The agreed figure, which Lenihan will reveal to the Dail (Parliament) in the autumn, will be somewhere in between and probably closer to the higher figure. It's a very tricky calculation. 

The government has made it clear that it does not want to end up with nationalized banks, so the figure can't be too low.  On the other hand, there will be taxpayer fury if the government pays too much. 

My guess is that the government will err on the generous side.  The reason is that putting more money into the banks now to get the economy moving again might somehow save their political skins.

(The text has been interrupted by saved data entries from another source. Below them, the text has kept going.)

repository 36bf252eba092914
//! Local HTTP server

pub mod extract;
pub mod handlers;
pub mod serve;
pub mod state;
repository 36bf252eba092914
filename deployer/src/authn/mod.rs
//! Caller identity

pub mod token;
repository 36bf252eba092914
//! Settings file management

use std::path::{Path, PathBuf};

use secrecy::SecretString;
use serde::{Deserialize, Deserializer};

use crate::errors::DeployError;
use crate::logs::LogLevel;

/// Service settings
#[derive(Debug, Deserialize)]
pub struct Settings {
    /// Log level
    #[serde(default)]
    pub log_level: LogLevel,

    /// Emit JSON log lines
    #[serde(default)]
    pub log_json: bool,

    /// Also write daily-rolling log files here
    #[serde(default)]
    pub log_dir: Option<PathBuf>,

    /// HTTP server configuration
    #[serde(default)]
    pub server: ServerSettings,

    /// Stage sequencer configuration
    #[serde(default)]
    pub sequencer: SequencerSettings,

    /// Bearer token configuration
    #[serde(default)]
    pub auth: AuthSettings,

    /// Upper bound on graceful shutdown
    #[serde(default = "default_max_shutdown_delay")]
    pub max_shutdown_delay_secs: u64,
}

fn default_max_shutdown_delay() -> u64 {
    30
}

impl Default for Settings {
    fn default() -> Self {
        Self {
            log_level: LogLevel::Info,
            log_json: false,
            log_dir: None,
            server: ServerSettings::default(),
            sequencer: SequencerSettings::default(),
            auth: AuthSettings::default(),
            max_shutdown_delay_secs: default_max_shutdown_delay(),
        }
    }
}

impl Settings {
    /// Read settings from a JSON file
    pub async fn load(path: &Path) -> Result<Self, DeployError> {
        let contents = tokio::fs::read_to_string(path).await?;
        Self::from_json(&contents)
    }

    pub fn from_json(contents: &str) -> Result<Self, DeployError> {
        let settings: Settings = serde_json::from_str(contents)?;
        settings.validate()?;
        Ok(settings)
    }

    fn validate(&self) -> Result<(), DeployError> {
        if self.sequencer.stage_delay_ms == 0 {
            return Err(DeployError::ConfigError(
                "sequencer.stage_delay_ms must be positive".to_string(),
            ));
        }
        if self.auth.token_ttl_secs == 0 {
            return Err(DeployError::ConfigError(
                "auth.token_ttl_secs must be positive".to_string(),
            ));
        }
        Ok(())
    }
}

/// HTTP server settings
#[derive(Debug, Clone, Deserialize)]
pub struct ServerSettings {
    #[serde(default = "default_host")]
    pub host: String,

    #[serde(default = "default_port")]
    pub port: u16,
}

fn default_host() -> String {
    "127.0.0.1".to_string()
}

fn default_port() -> u16 {
    5000
}

impl Default for ServerSettings {
    fn default() -> Self {
        Self {
            host: default_host(),
            port: default_port(),
        }
    }
}

/// Stage sequencer settings
#[derive(Debug, Clone, Deserialize)]
pub struct SequencerSettings {
    /// Time spent in each stage
    #[serde(default = "default_stage_delay")]
    pub stage_delay_ms: u64,
}

fn default_stage_delay() -> u64 {
    2000
}

impl Default for SequencerSettings {
    fn default() -> Self {
        Self {
            stage_delay_ms: default_stage_delay(),
        }
    }
}

/// Bearer token settings
#[derive(Debug, Deserialize)]
pub struct AuthSettings {
    /// HS256 signing secret
    #[serde(default = "default_jwt_secret", deserialize_with = "deserialize_secret")]
    pub jwt_secret: SecretString,

    #[serde(default = "default_token_ttl")]
    pub token_ttl_secs: u64,
}

fn default_jwt_secret() -> SecretString {
    SecretString::from("aluminum-paas-secret-key".to_string())
}

fn deserialize_secret<'de, D>(deserializer: D) -> Result<SecretString, D::Error>
where
    D: Deserializer<'de>,
{
    String::deserialize(deserializer).map(SecretString::from)
}

fn default_token_ttl() -> u64 {
    24 * 60 * 60
}

impl Default for AuthSettings {
    fn default() -> Self {
        Self {
            jwt_secret: default_jwt_secret(),
            token_ttl_secs: default_token_ttl(),
        }
    }
}
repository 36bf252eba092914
//! Monthly cost estimation

use serde::{Deserialize, Serialize};

use crate::cloud::registry::ProviderRegistry;
use crate::errors::DeployError;

const DAYS_PER_MONTH: f64 = 30.0;

fn default_requests() -> u64 {
    1000
}

/// Cost estimation request
#[derive(Debug, Clone, Serialize, Deserialize)]
#[serde(rename_all = "camelCase")]
pub struct CostRequest {
    pub cloud_provider: String,
    #[serde(default)]
    pub bundle_type: Option<String>,
    /// Expected requests per day
    #[serde(default = "default_requests")]
    pub estimated_requests: u64,
}

#[derive(Debug, Clone, PartialEq, Serialize, Deserialize)]
#[serde(rename_all = "camelCase")]
pub struct CostBreakdown {
    pub requests: u64,
    pub request_cost: f64,
    pub bundle_multiplier: f64,
}

#[derive(Debug, Clone, PartialEq, Serialize, Deserialize)]
#[serde(rename_all = "camelCase")]
pub struct CostEstimate {
    pub estimated_monthly_cost: f64,
    pub breakdown: CostBreakdown,
    pub currency: String,
}

/// Bundles with several services cost more to run
pub fn bundle_multiplier(bundle_type: Option<&str>) -> f64 {
    match bundle_type {
        Some("ai-agent-stack") => 2.0,
        Some("mcp-bundle") => 1.5,
        _ => 1.0,
    }
}

pub fn estimate(
    registry: &ProviderRegistry,
    request: &CostRequest,
) -> Result<CostEstimate, DeployError> {
    let provider = registry
        .get(&request.cloud_provider)
        .ok_or_else(|| DeployError::UnsupportedProvider(request.cloud_provider.clone()))?;

    let request_cost =
        request.estimated_requests as f64 * provider.request_price() * DAYS_PER_MONTH;
    let multiplier = bundle_multiplier(request.bundle_type.as_deref());

    Ok(CostEstimate {
        estimated_monthly_cost: round_cents(request_cost * multiplier),
        breakdown: CostBreakdown {
            requests: request.estimated_requests,
            request_cost: round_cents(request_cost),
            bundle_multiplier: multiplier,
        },
        currency: "USD".to_string(),
    })
}

fn round_cents(value: f64) -> f64 {
    (value * 100.0).round() / 100.0
}
//! Deployment service
//!
//! Owner-scoped entry points used by the HTTP layer: start, cancel, list,
//! and the status/log queries.

use std::sync::Arc;

use chrono::Utc;
use tracing::{info, warn};

use crate::cloud::cost::{self, CostEstimate, CostRequest};
use crate::cloud::registry::ProviderRegistry;
use crate::deploy::fsm::DeploymentEvent;
use crate::deploy::projector;
use crate::deploy::sequencer::{self, Sequencer};
use crate::errors::DeployError;
use crate::models::deployment::{DeployRequest, Deployment, LogEntry, StatusSnapshot};
use crate::storage::store::DeploymentStore;

pub struct DeploymentService {
    store: Arc<dyn DeploymentStore>,
    registry: Arc<ProviderRegistry>,
    sequencer: Arc<Sequencer>,
}

impl DeploymentService {
    pub fn new(
        store: Arc<dyn DeploymentStore>,
        registry: Arc<ProviderRegistry>,
        sequencer: Arc<Sequencer>,
    ) -> Self {
        Self {
            store,
            registry,
            sequencer,
        }
    }

    pub fn registry(&self) -> &ProviderRegistry {
        &self.registry
    }

    /// Validate the request, record a pending deployment and start its
    /// sequencer in the background. Returns the record as created.
    pub async fn start(
        &self,
        owner_id: &str,
        request: DeployRequest,
    ) -> Result<Deployment, DeployError> {
        let validated = request.validate(&self.registry)?;
        let deployment = self.store.create(Deployment::new(owner_id, validated)).await?;

        info!(
            "Deployment {} created for bundle {} on {}/{}",
            deployment.id, deployment.bundle_id, deployment.cloud_provider, deployment.region
        );

        // The record exists, so a launch failure is reported through the
        // record itself rather than to this caller.
        if let Err(e) = self.sequencer.launch(&deployment).await {
            warn!("Failed to launch sequencer for {}: {}", deployment.id, e);
            sequencer::record_failure(self.store.as_ref(), &deployment.id, &e).await;
        }

        Ok(deployment)
    }

    pub async fn get(&self, id: &str, owner_id: &str) -> Result<Deployment, DeployError> {
        self.store.get(id, owner_id).await
    }

    pub async fn status(&self, id: &str, owner_id: &str) -> Result<StatusSnapshot, DeployError> {
        Ok(self.store.get(id, owner_id).await?.snapshot())
    }

    /// Full log history, oldest first
    pub async fn logs(&self, id: &str, owner_id: &str) -> Result<Vec<LogEntry>, DeployError> {
        Ok(self.store.get(id, owner_id).await?.logs.entries().to_vec())
    }

    pub async fn list(&self, owner_id: &str) -> Result<Vec<Deployment>, DeployError> {
        self.store.list_by_owner(owner_id).await
    }

    /// Cancel a pending or running deployment.
    ///
    /// The sequencer notices at its next stage boundary.
    pub async fn cancel(&self, id: &str, owner_id: &str) -> Result<Deployment, DeployError> {
        let owner = owner_id.to_string();
        let deployment = self
            .store
            .update(
                id,
                Box::new(move |d: &mut Deployment| {
                    if d.owner_id != owner {
                        return Err(DeployError::NotFound);
                    }
                    let next = d.status.next(&DeploymentEvent::Cancel).map_err(|_| {
                        DeployError::Conflict(format!("Cannot cancel {} deployment", d.status))
                    })?;
                    d.status = next;
                    d.completed_at = Some(Utc::now());
                    d.logs.push(projector::deployment_cancelled());
                    Ok(())
                }),
            )
            .await?;

        info!("Deployment {} cancelled by owner", deployment.id);
        Ok(deployment)
    }

    pub fn estimate_cost(&self, request: &CostRequest) -> Result<CostEstimate, DeployError> {
        cost::estimate(&self.registry, request)
    }
}
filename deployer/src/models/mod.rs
//! Data models

pub mod deployment;
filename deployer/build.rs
//! Build script for aluminum-deployer
//! Captures build-time metadata for version info

use chrono::Utc;
use std::process::Command;

fn main() {
    let git_hash = Command::new("git")
        .args(["rev-parse", "--short", "HEAD"])
        .output()
        .ok()
        .and_then(|output| String::from_utf8(output.stdout).ok())
        .map(|s| s.trim().to_string())
        .filter(|s| !s.is_empty())
        .unwrap_or_else(|| "unknown".to_string());

    let build_time = Utc::now().format("%Y-%m-%d %H:%M:%S UTC").to_string();

    println!("cargo:rustc-env=GIT_HASH={}", git_hash);
    println!("cargo:rustc-env=BUILD_TIME={}", build_time);

    println!("cargo:rerun-if-changed=../.git/HEAD");
}
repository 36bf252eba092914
//! Aluminum Deployer - Entry Point

use std::collections::HashMap;
use std::env;
use std::path::PathBuf;

use aluminum_deployer::app::options::AppOptions;
use aluminum_deployer::app::run::run;
use aluminum_deployer::logs::{init_logging, LogOptions};
use aluminum_deployer::storage::settings::Settings;
use aluminum_deployer::utils::version_info;
use anyhow::Context;
use tracing::{error, info};

#[tokio::main]
async fn main() -> anyhow::Result<()> {
    // Parse command line arguments
    let mut cli_args: HashMap<String, String> = HashMap::new();
    for arg in env::args().skip(1) {
        if let Some((key, value)) = arg.split_once('=') {
            // Handle --key=value format
            let clean_key = key.trim_start_matches('-');
            cli_args.insert(clean_key.to_string(), value.to_string());
        } else if arg.starts_with("--") {
            // Handle standalone flags like --version
            let clean_key = arg.trim_start_matches('-');
            cli_args.insert(clean_key.to_string(), "true".to_string());
        }
    }

    // Print version and exit
    let version = version_info();
    if cli_args.contains_key("version") {
        println!("{}", serde_json::to_string_pretty(&version)?);
        return Ok(());
    }

    let settings = match cli_args.get("config") {
        Some(path) => {
            let path = PathBuf::from(path);
            Settings::load(&path)
                .await
                .with_context(|| format!("unable to read settings file {}", path.display()))?
        }
        None => Settings::default(),
    };

    // Initialize logging; the guard keeps the file writer alive
    let log_options = LogOptions {
        log_level: settings.log_level.clone(),
        json_format: settings.log_json,
        log_dir: settings.log_dir.clone(),
        ..Default::default()
    };
    let _log_guard = match init_logging(log_options) {
        Ok(guard) => guard,
        Err(e) => {
            eprintln!("Failed to initialize logging: {e}");
            None
        }
    };

    let options = AppOptions::from(settings);
    info!("Running aluminum-deployer with options: {:?}", options);

    if let Err(e) = run(version.version, options, await_shutdown_signal()).await {
        error!("Failed to run the service: {e}");
        return Err(e.into());
    }
    Ok(())
}

async fn await_shutdown_signal() {
    #[cfg(unix)]
    {
        use tokio::signal::unix::{signal, SignalKind};

        let (mut sigterm, mut sigint) =
            match (signal(SignalKind::terminate()), signal(SignalKind::interrupt())) {
                (Ok(sigterm), Ok(sigint)) => (sigterm, sigint),
                _ => {
                    error!("Unable to install signal handlers, falling back to Ctrl+C");
                    let _ = tokio::signal::ctrl_c().await;
                    return;
                }
            };

        tokio::select! {
            _ = sigterm.recv() => {
                info!("SIGTERM received, shutting down...");
            }
            _ = sigint.recv() => {
                info!("SIGINT received, shutting down...");
            }
        }
    }

    #[cfg(not(unix))]
    {
        if let Err(e) = tokio::signal::ctrl_c().await {
            error!("Failed to listen for Ctrl+C: {}", e);
        }
        info!("Ctrl+C received, shutting down...");
    }
}
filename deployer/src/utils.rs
//! Utility functions

use serde::{Deserialize, Serialize};

/// Version information for the service
#[derive(Debug, Clone, Serialize, Deserialize)]
pub struct VersionInfo {
    pub version: String,
    pub git_hash: String,
    pub build_time: String,
}

/// Get version information
pub fn version_info() -> VersionInfo {
    VersionInfo {
        version: env!("CARGO_PKG_VERSION").to_string(),
        git_hash: option_env!("GIT_HASH").unwrap_or("unknown").to_string(),
        build_time: option_env!("BUILD_TIME").unwrap_or("unknown").to_string(),
    }
}

/// Generate a fresh deployment id (`deploy_<32 hex chars>`)
pub fn generate_deployment_id() -> String {
    format!("deploy_{}", uuid::Uuid::new_v4().simple())
}
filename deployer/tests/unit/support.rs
//! Shared test helpers

use std::sync::atomic::{AtomicUsize, Ordering};
use std::sync::Arc;
use std::time::Duration;

use async_trait::async_trait;
use tokio::sync::{mpsc, Semaphore};

use aluminum_deployer::cloud::registry::ProviderRegistry;
use aluminum_deployer::deploy::sequencer::{sleep_fn, Sequencer, SequencerOptions, SleepFn};
use aluminum_deployer::deploy::service::DeploymentService;
use aluminum_deployer::errors::DeployError;
use aluminum_deployer::models::deployment::{DeployRequest, Deployment};
use aluminum_deployer::storage::memory::MemoryStore;
use aluminum_deployer::storage::store::{DeploymentStore, Mutator};

/// Sleep that only yields to the scheduler
pub fn instant_sleep() -> SleepFn {
    sleep_fn(|_| tokio::task::yield_now())
}

/// Lets a test hold the sequencer inside a stage delay
pub struct StageGate {
    entered: mpsc::UnboundedReceiver<()>,
    release: Arc<Semaphore>,
}

impl StageGate {
    /// Wait until the sequencer is parked in the next stage delay
    pub async fn entered(&mut self) {
        tokio::time::timeout(Duration::from_secs(5), self.entered.recv())
            .await
            .expect("sequencer never reached a stage delay")
            .expect("sequencer dropped");
    }

    /// Let one parked stage finish
    pub fn release(&self) {
        self.release.add_permits(1);
    }

    /// Advance until the sequencer is parked inside stage `index`
    pub async fn park_at(&mut self, index: usize) {
        self.entered().await;
        for _ in 0..index {
            self.release();
            self.entered().await;
        }
    }
}

pub fn gated_sleep() -> (SleepFn, StageGate) {
    let (tx, rx) = mpsc::unbounded_channel();
    let release = Arc::new(Semaphore::new(0));
    let permits = release.clone();

    let sleep = sleep_fn(move |_| {
        let tx = tx.clone();
        let permits = permits.clone();
        async move {
            let _ = tx.send(());
            if let Ok(permit) = permits.acquire().await {
                permit.forget();
            }
        }
    });

    (
        sleep,
        StageGate {
            entered: rx,
            release,
        },
    )
}

/// Memory store whose `nth` read or update (1-based) fails as if the
/// backend were down
pub struct FlakyStore {
    inner: MemoryStore,
    gets: AtomicUsize,
    updates: AtomicUsize,
    fail_get_on: Option<usize>,
    fail_update_on: Option<usize>,
}

impl FlakyStore {
    fn new(fail_get_on: Option<usize>, fail_update_on: Option<usize>) -> Self {
        Self {
            inner: MemoryStore::new(),
            gets: AtomicUsize::new(0),
            updates: AtomicUsize::new(0),
            fail_get_on,
            fail_update_on,
        }
    }

    pub fn failing_get(nth: usize) -> Self {
        Self::new(Some(nth), None)
    }

    pub fn failing_update(nth: usize) -> Self {
        Self::new(None, Some(nth))
    }
}

fn unavailable(counter: &AtomicUsize, fail_on: Option<usize>) -> Result<(), DeployError> {
    let n = counter.fetch_add(1, Ordering::SeqCst) + 1;
    if fail_on == Some(n) {
        return Err(DeployError::StorageError("store unavailable".to_string()));
    }
    Ok(())
}

#[async_trait]
impl DeploymentStore for FlakyStore {
    async fn create(&self, deployment: Deployment) -> Result<Deployment, DeployError> {
        self.inner.create(deployment).await
    }

    async fn get(&self, id: &str, owner_id: &str) -> Result<Deployment, DeployError> {
        unavailable(&self.gets, self.fail_get_on)?;
        self.inner.get(id, owner_id).await
    }

    async fn list_by_owner(&self, owner_id: &str) -> Result<Vec<Deployment>, DeployError> {
        self.inner.list_by_owner(owner_id).await
    }

    async fn update(&self, id: &str, mutator: Mutator) -> Result<Deployment, DeployError> {
        unavailable(&self.updates, self.fail_update_on)?;
        self.inner.update(id, mutator).await
    }
}

pub struct Harness {
    pub store: Arc<dyn DeploymentStore>,
    pub sequencer: Arc<Sequencer>,
    pub service: DeploymentService,
}

pub fn harness_with(store: Arc<dyn DeploymentStore>, sleep: SleepFn) -> Harness {
    let sequencer = Arc::new(Sequencer::with_sleep_fn(
        store.clone(),
        SequencerOptions {
            stage_delay: Duration::from_millis(1),
        },
        sleep,
    ));
    let service = DeploymentService::new(
        store.clone(),
        Arc::new(ProviderRegistry::builtin()),
        sequencer.clone(),
    );
    Harness {
        store,
        sequencer,
        service,
    }
}

pub fn harness(sleep: SleepFn) -> Harness {
    harness_with(Arc::new(MemoryStore::new()), sleep)
}

pub fn request(bundle_id: &str, provider: &str, region: &str) -> DeployRequest {
    DeployRequest {
        bundle_id: Some(bundle_id.to_string()),
        cloud_provider: Some(provider.to_string()),
        region: Some(region.to_string()),
        environment: Some("production".to_string()),
    }
}

impl Harness {
    /// Poll until the deployment is terminal and no sequencer drives it
    pub async fn settle(&self, id: &str, owner_id: &str) -> Deployment {
        tokio::time::timeout(Duration::from_secs(5), async {
            loop {
                let deployment = self.service.get(id, owner_id).await.unwrap();
                if deployment.status.is_terminal() && !self.sequencer.is_running(id) {
                    return deployment;
                }
                tokio::time::sleep(Duration::from_millis(1)).await;
            }
        })
        .await
        .expect("deployment never settled")
    }

    /// Wait for the sequencer task to exit, whatever the record says
    pub async fn sequencer_idle(&self, id: &str) {
        tokio::time::timeout(Duration::from_secs(5), async {
            while self.sequencer.is_running(id) {
                tokio::time::sleep(Duration::from_millis(1)).await;
            }
        })
        .await
        .expect("sequencer never stopped");
    }
}
//! Integration tests

mod support;
mod test_fsm;
mod test_sequencer;
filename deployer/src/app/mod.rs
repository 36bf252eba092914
//! Application wiring

pub mod options;
pub mod run;
pub mod state;
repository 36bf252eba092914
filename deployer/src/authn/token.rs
//! Bearer token issuing and verification
//!
//! Demo identity only: tokens map a caller to an opaque owner id so that
//! deployments can be scoped. No credential is checked against a user store.

use chrono::Utc;
use jsonwebtoken::{decode, encode, Algorithm, DecodingKey, EncodingKey, Header, Validation};
use secrecy::{ExposeSecret, SecretString};
use serde::{Deserialize, Serialize};

use crate::errors::DeployError;

/// Owner token claims
#[derive(Debug, Clone, PartialEq, Eq, Serialize, Deserialize)]
pub struct OwnerClaims {
    /// Subject (owner ID)
    pub sub: String,

    pub email: String,

    /// Issued at timestamp
    pub iat: i64,

    /// Expiration timestamp
    pub exp: i64,
}

/// Signs and verifies owner tokens with a shared HS256 secret
pub struct TokenIssuer {
    secret: SecretString,
    ttl_secs: i64,
}

impl TokenIssuer {
    pub fn new(secret: SecretString, ttl_secs: u64) -> Self {
        Self {
            secret,
            ttl_secs: i64::try_from(ttl_secs).unwrap_or(i64::MAX),
        }
    }

    /// Issue a token for `email`; the owner id is the normalized email
    pub fn issue(&self, email: &str) -> Result<(String, OwnerClaims), DeployError> {
        let email = email.trim().to_lowercase();
        if email.is_empty() {
            return Err(DeployError::ValidationError("Email is required".to_string()));
        }

        let now = Utc::now().timestamp();
        let claims = OwnerClaims {
            sub: email.clone(),
            email,
            iat: now,
            exp: now.saturating_add(self.ttl_secs),
        };

        let token = encode(
            &Header::new(Algorithm::HS256),
            &claims,
            &EncodingKey::from_secret(self.secret.expose_secret().as_bytes()),
        )
        .map_err(|e| DeployError::Internal(format!("Failed to sign token: {}", e)))?;

        Ok((token, claims))
    }

    /// Verify signature and expiry, returning the claims
    pub fn verify(&self, raw: &str) -> Result<OwnerClaims, DeployError> {
        let validation = Validation::new(Algorithm::HS256);
        let data = decode::<OwnerClaims>(
            raw,
            &DecodingKey::from_secret(self.secret.expose_secret().as_bytes()),
            &validation,
        )
        .map_err(|e| DeployError::Unauthorized(format!("Invalid token: {}", e)))?;

        Ok(data.claims)
    }
}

The bill for paying too much for property loans now will not be due for at least 10 years down the line, and who knows which party will be in power then?

The urgency of dealing with the present unsustainable situation in the banks here has been borne out by events of the past couple of weeks.  One or two banks have broken ranks (most developers have multiple loans across four or five banks)  and gone to the courts trying to get their money back from developers.  

The biggest developer in the country with impaired loans of way over €1 billion ($1.4 billion) was in court last week seeking court protection to enable him to keep going.   This has started a process that could collapse the whole deck of cards, so action by the government is needed as soon as possible.

Something has to be done - and fast.  But is NAMA the answer?  

The big problem that most people here have with the idea of NAMA is that it looks very like Fianna Fail digging its developer and banking pals out of a hole, at enormous cost to the ordinary taxpayer.  And why should the ordinary worker have to pay more so that the banks' shareholders won't be wiped out? 

There is an alternative.  The toxic property loans could be written all the way down to their current value.  This would mean nationalizing the banks and wiping out the shareholders.  (But then the shareholders took the risk to begin with and enjoyed enormous profits during the boom.) 

The banks could be sold back into the private sector when recovery was underway.  And paying realistic valuations now for surplus development land and unwanted office blocks would give NAMA a real chance of eventually breaking even.  

All of which would be good for the taxpayer.  But then, when did anyone care about the ordinary taxpayer here?